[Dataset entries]
/---
use sea_orm::entity::prelude::*;

#[derive(Clone, Debug, PartialEq, DeriveEntityModel)]
#[sea_orm(table_name = "faq")]
pub struct Model {
    #[sea_orm(primary_key, auto_increment = false)]
    pub id: String,
    pub question: String,
    pub answer: String,
    pub created_at: DateTimeUtc,
    pub updated_at: DateTimeUtc,
}

#[derive(Copy, Clone, Debug, EnumIter, DeriveRelation)]
pub enum Relation {}

impl ActiveModelBehavior for ActiveModel {}
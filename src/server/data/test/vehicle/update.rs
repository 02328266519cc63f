use super::*;

use crate::server::model::vehicle::UpdateVehicleDto;
use test_utils::factory::create_vehicle;

fn empty_update() -> UpdateVehicleDto {
    UpdateVehicleDto {
        name: None,
        plate_number: None,
        seat_count: None,
        base_price: None,
        image: None,
        is_active: None,
    }
}

/// Tests that a partial update only touches the provided fields.
///
/// Expected: seat count changed, plate untouched
#[tokio::test]
async fn applies_partial_update() -> Result<(), DbErr> {
    let test = TestBuilder::new()
        .with_table(entity::prelude::Vehicle)
        .build()
        .await
        .unwrap();
    let db = test.db.as_ref().unwrap();

    let vehicle = create_vehicle(db).await?;
    let plate_number = vehicle.plate_number.clone();

    let updated = VehicleRepository::new(db)
        .update(
            &vehicle.id,
            UpdateVehicleDto {
                seat_count: Some(7),
                ..empty_update()
            },
        )
        .await?
        .unwrap();

    assert_eq!(updated.seat_count, 7);
    assert_eq!(updated.plate_number, plate_number);

    Ok(())
}

/// Tests updating a vehicle that does not exist.
///
/// Expected: Ok(None)
#[tokio::test]
async fn returns_none_for_unknown_vehicle() -> Result<(), DbErr> {
    let test = TestBuilder::new()
        .with_table(entity::prelude::Vehicle)
        .build()
        .await
        .unwrap();
    let db = test.db.as_ref().unwrap();

    let result = VehicleRepository::new(db)
        .update("missing", empty_update())
        .await?;

    assert!(result.is_none());

    Ok(())
}
//! Blog content models and parameters.

use chrono::{DateTime, Utc};
use serde::{Deserialize, Serialize};

/// Request body for publishing a blog post.
#[derive(Debug, Clone, Deserialize)]
#[serde(rename_all = "camelCase")]
pub struct CreateBlogDto {
    pub title: String,
    pub content: String,
    pub category: String,
    pub image: Option<String>,
}

/// Request body for a partial blog post update.
#[derive(Debug, Clone, Deserialize)]
#[serde(rename_all = "camelCase")]
pub struct UpdateBlogDto {
    pub title: Option<String>,
    pub content: Option<String>,
    pub category: Option<String>,
    pub image: Option<String>,
}

/// A blog post as returned by the API.
#[derive(Debug, Clone, Serialize)]
#[serde(rename_all = "camelCase")]
pub struct BlogDto {
    pub id: String,
    pub title: String,
    pub content: String,
    pub category: String,
    pub image: Option<String>,
    pub created_at: DateTime<Utc>,
    pub updated_at: DateTime<Utc>,
}

impl BlogDto {
    pub fn from_entity(entity: entity::blog::Model) -> Self {
        Self {
            id: entity.id,
            title: entity.title,
            content: entity.content,
            category: entity.category,
            image: entity.image,
            created_at: entity.created_at,
            updated_at: entity.updated_at,
        }
    }
}

/// Query parameters for the blog listing.
#[derive(Debug, Clone, Default, Deserialize)]
#[serde(rename_all = "camelCase")]
pub struct BlogListQuery {
    /// Matches against the title and content.
    pub search_term: Option<String>,
    pub category: Option<String>,
    pub from_date: Option<String>,
    pub to_date: Option<String>,
    pub page: Option<String>,
    pub limit: Option<String>,
    pub sort_by: Option<String>,
    pub sort_order: Option<String>,
}
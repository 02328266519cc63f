mod channel;
mod message;
mod static_page;
mod support;
mod trip_service;
mod user;
mod vehicle;
use crate::server::data::vehicle::VehicleRepository;
use sea_orm::DbErr;
use test_utils::builder::TestBuilder;

mod get_all_filtered;
mod update;
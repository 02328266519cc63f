use super::*;

use crate::server::query::Pagination;
use test_utils::factory::create_user;

/// Tests listing a participant's conversations.
///
/// Expected: each user only sees channels they participate in
#[tokio::test]
async fn lists_only_own_channels() -> Result<(), DbErr> {
    let test = TestBuilder::new().with_messaging_tables().build().await.unwrap();
    let db = test.db.as_ref().unwrap();

    let alice = create_user(db).await?;
    let bob = create_user(db).await?;
    let carol = create_user(db).await?;

    let repo = ChannelRepository::new(db);
    repo.find_or_create(&alice.id, &bob.id).await?;
    repo.find_or_create(&alice.id, &carol.id).await?;

    let (channels, total) = repo
        .get_for_user(&alice.id, None, &Pagination::default())
        .await?;
    assert_eq!(total, 2);
    assert_eq!(channels.len(), 2);

    let (_, bob_total) = repo
        .get_for_user(&bob.id, None, &Pagination::default())
        .await?;
    assert_eq!(bob_total, 1);

    Ok(())
}

/// Tests narrowing the listing to a set of counterparts.
///
/// Expected: only the channel with the named counterpart survives
#[tokio::test]
async fn filters_by_counterpart_ids() -> Result<(), DbErr> {
    let test = TestBuilder::new().with_messaging_tables().build().await.unwrap();
    let db = test.db.as_ref().unwrap();

    let alice = create_user(db).await?;
    let bob = create_user(db).await?;
    let carol = create_user(db).await?;

    let repo = ChannelRepository::new(db);
    repo.find_or_create(&alice.id, &bob.id).await?;
    let ac = repo.find_or_create(&alice.id, &carol.id).await?;

    let ids = vec![carol.id.clone()];
    let (channels, total) = repo
        .get_for_user(&alice.id, Some(&ids), &Pagination::default())
        .await?;

    assert_eq!(total, 1);
    assert_eq!(channels[0].id, ac.id);

    Ok(())
}

/// Tests that the listing orders by recent activity.
///
/// Expected: the touched channel moves to the front
#[tokio::test]
async fn orders_by_recency() -> Result<(), DbErr> {
    let test = TestBuilder::new().with_messaging_tables().build().await.unwrap();
    let db = test.db.as_ref().unwrap();

    let alice = create_user(db).await?;
    let bob = create_user(db).await?;
    let carol = create_user(db).await?;

    let repo = ChannelRepository::new(db);
    let ab = repo.find_or_create(&alice.id, &bob.id).await?;
    repo.find_or_create(&alice.id, &carol.id).await?;

    repo.touch(&ab.channel_name).await?;

    let (channels, _) = repo
        .get_for_user(&alice.id, None, &Pagination::default())
        .await?;

    assert_eq!(channels[0].id, ab.id);

    Ok(())
}
use sea_orm::entity::prelude::*;

/// In-app notification row recorded for admin-facing events (new support
/// tickets, etc.).
#[derive(Clone, Debug, PartialEq, DeriveEntityModel)]
#[sea_orm(table_name = "notification")]
pub struct Model {
    #[sea_orm(primary_key, auto_increment = false)]
    pub id: String,
    pub title: String,
    pub body: String,
    pub message: Option<String>,
    pub read: bool,
    pub created_at: DateTimeUtc,
}

#[derive(Copy, Clone, Debug, EnumIter, DeriveRelation)]
pub enum Relation {}

impl ActiveModelBehavior for ActiveModel {}
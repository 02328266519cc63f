//! User factory for creating test user entities.
//!
//! This module provides factory methods for creating user entities with sensible
//! defaults, reducing boilerplate in tests. The factory supports customization
//! through a builder pattern.

use crate::factory::helpers::next_id;
use chrono::Utc;
use entity::user::{UserRole, UserStatus};
use sea_orm::{ActiveModelTrait, ActiveValue, DatabaseConnection, DbErr};
use uuid::Uuid;

/// Factory for creating test users with customizable fields.
///
/// Provides a builder pattern for creating user entities with default values
/// that can be overridden as needed for specific test scenarios.
///
/// # Example
///
/// ```rust,ignore
/// use test_utils::factory::user::UserFactory;
///
/// let user = UserFactory::new(&db)
///     .email("agent@example.com")
///     .role(UserRole::Agent)
///     .build()
///     .await?;
/// ```
pub struct UserFactory<'a> {
    db: &'a DatabaseConnection,
    id: String,
    full_name: String,
    email: String,
    password: String,
    role: UserRole,
    status: UserStatus,
    is_email_verified: bool,
    otp: Option<String>,
    otp_expiry: Option<chrono::DateTime<Utc>>,
    stripe_account_id: Option<String>,
    is_stripe_connected: bool,
}

impl<'a> UserFactory<'a> {
    /// Creates a new UserFactory with default values.
    ///
    /// Defaults:
    /// - full_name: `"User {id}"` where id is auto-incremented
    /// - email: `"user{id}@example.com"`
    /// - password: a fixed placeholder hash
    /// - role: `UserRole::User`
    /// - status: `UserStatus::Active`
    /// - is_email_verified: `true`
    ///
    /// # Arguments
    /// - `db` - Database connection for inserting the entity
    ///
    /// # Returns
    /// - `UserFactory` - New factory instance with defaults
    pub fn new(db: &'a DatabaseConnection) -> Self {
        let id = next_id();
        Self {
            db,
            id: Uuid::new_v4().to_string(),
            full_name: format!("User {}", id),
            email: format!("user{}@example.com", id),
            password: "$2b$12$test.hash.placeholder".to_string(),
            role: UserRole::User,
            status: UserStatus::Active,
            is_email_verified: true,
            otp: None,
            otp_expiry: None,
            stripe_account_id: None,
            is_stripe_connected: false,
        }
    }

    /// Sets the full name for the user.
    pub fn full_name(mut self, full_name: impl Into<String>) -> Self {
        self.full_name = full_name.into();
        self
    }

    /// Sets the email for the user.
    pub fn email(mut self, email: impl Into<String>) -> Self {
        self.email = email.into();
        self
    }

    /// Sets the stored password hash for the user.
    pub fn password(mut self, password: impl Into<String>) -> Self {
        self.password = password.into();
        self
    }

    /// Sets the role for the user.
    pub fn role(mut self, role: UserRole) -> Self {
        self.role = role;
        self
    }

    /// Sets the account status for the user.
    pub fn status(mut self, status: UserStatus) -> Self {
        self.status = status;
        self
    }

    /// Sets whether the user's email is verified.
    pub fn email_verified(mut self, verified: bool) -> Self {
        self.is_email_verified = verified;
        self
    }

    /// Sets a pending OTP and its expiry on the user.
    pub fn otp(mut self, code: impl Into<String>, expiry: chrono::DateTime<Utc>) -> Self {
        self.otp = Some(code.into());
        self.otp_expiry = Some(expiry);
        self
    }

    /// Sets the connected Stripe account id.
    pub fn stripe_account(mut self, account_id: impl Into<String>, connected: bool) -> Self {
        self.stripe_account_id = Some(account_id.into());
        self.is_stripe_connected = connected;
        self
    }

    /// Builds and inserts the user entity into the database.
    ///
    /// # Returns
    /// - `Ok(entity::user::Model)` - Created user entity
    /// - `Err(DbErr)` - Database error during insert
    pub async fn build(self) -> Result<entity::user::Model, DbErr> {
        let now = Utc::now();
        entity::user::ActiveModel {
            id: ActiveValue::Set(self.id),
            full_name: ActiveValue::Set(self.full_name),
            email: ActiveValue::Set(self.email),
            password: ActiveValue::Set(self.password),
            role: ActiveValue::Set(self.role),
            status: ActiveValue::Set(self.status),
            profile_image: ActiveValue::Set(None),
            contact_number: ActiveValue::Set(None),
            address: ActiveValue::Set(None),
            country: ActiveValue::Set(None),
            fcm_token: ActiveValue::Set(None),
            is_email_verified: ActiveValue::Set(self.is_email_verified),
            otp: ActiveValue::Set(self.otp),
            otp_expiry: ActiveValue::Set(self.otp_expiry),
            stripe_account_id: ActiveValue::Set(self.stripe_account_id),
            is_stripe_connected: ActiveValue::Set(self.is_stripe_connected),
            support_notification: ActiveValue::Set(true),
            payment_notification: ActiveValue::Set(true),
            email_notification: ActiveValue::Set(true),
            created_at: ActiveValue::Set(now),
            updated_at: ActiveValue::Set(now),
        }
        .insert(self.db)
        .await
    }
}

/// Creates a user with default values.
///
/// Shorthand for `UserFactory::new(db).build().await`.
///
/// # Arguments
/// - `db` - Database connection
///
/// # Returns
/// - `Ok(entity::user::Model)` - Created user entity
/// - `Err(DbErr)` - Database error during insert
///
/// # Example
///
/// ```rust,ignore
/// let user = create_user(&db).await?;
/// ```
pub async fn create_user(db: &DatabaseConnection) -> Result<entity::user::Model, DbErr> {
    UserFactory::new(db).build().await
}

/// Creates a user with a specific email address.
///
/// Shorthand for `UserFactory::new(db).email(email).build().await`.
///
/// # Arguments
/// - `db` - Database connection
/// - `email` - Email address for the user
///
/// # Returns
/// - `Ok(entity::user::Model)` - Created user entity
/// - `Err(DbErr)` - Database error during insert
pub async fn create_user_with_email(
    db: &DatabaseConnection,
    email: impl Into<String>,
) -> Result<entity::user::Model, DbErr> {
    UserFactory::new(db).email(email).build().await
}

#[cfg(test)]
mod tests {
    use super::*;
    use crate::builder::TestBuilder;
    use entity::prelude::*;

    #[tokio::test]
    async fn creates_user_with_defaults() -> Result<(), DbErr> {
        let test = TestBuilder::new().with_table(User).build().await.unwrap();
        let db = test.db.as_ref().unwrap();

        let user = create_user(db).await?;

        assert!(!user.id.is_empty());
        assert!(!user.full_name.is_empty());
        assert_eq!(user.role, UserRole::User);
        assert_eq!(user.status, UserStatus::Active);
        assert!(user.is_email_verified);

        Ok(())
    }

    #[tokio::test]
    async fn creates_user_with_custom_values() -> Result<(), DbErr> {
        let test = TestBuilder::new().with_table(User).build().await.unwrap();
        let db = test.db.as_ref().unwrap();

        let user = UserFactory::new(db)
            .full_name("Custom Agent")
            .email("agent@example.com")
            .role(UserRole::Agent)
            .status(UserStatus::Inactive)
            .build()
            .await?;

        assert_eq!(user.full_name, "Custom Agent");
        assert_eq!(user.email, "agent@example.com");
        assert_eq!(user.role, UserRole::Agent);
        assert_eq!(user.status, UserStatus::Inactive);

        Ok(())
    }

    #[tokio::test]
    async fn creates_multiple_unique_users() -> Result<(), DbErr> {
        let test = TestBuilder::new().with_table(User).build().await.unwrap();
        let db = test.db.as_ref().unwrap();

        let user1 = create_user(db).await?;
        let user2 = create_user(db).await?;

        assert_ne!(user1.id, user2.id);
        assert_ne!(user1.email, user2.email);

        Ok(())
    }
}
\---
» **Try it**
Which lines in the records above contain the string "placeholder"? Copy each one.

» **Task output**
    /// - password: a fixed placeholder hash
            password: "$2b$12$test.hash.placeholder".to_string(),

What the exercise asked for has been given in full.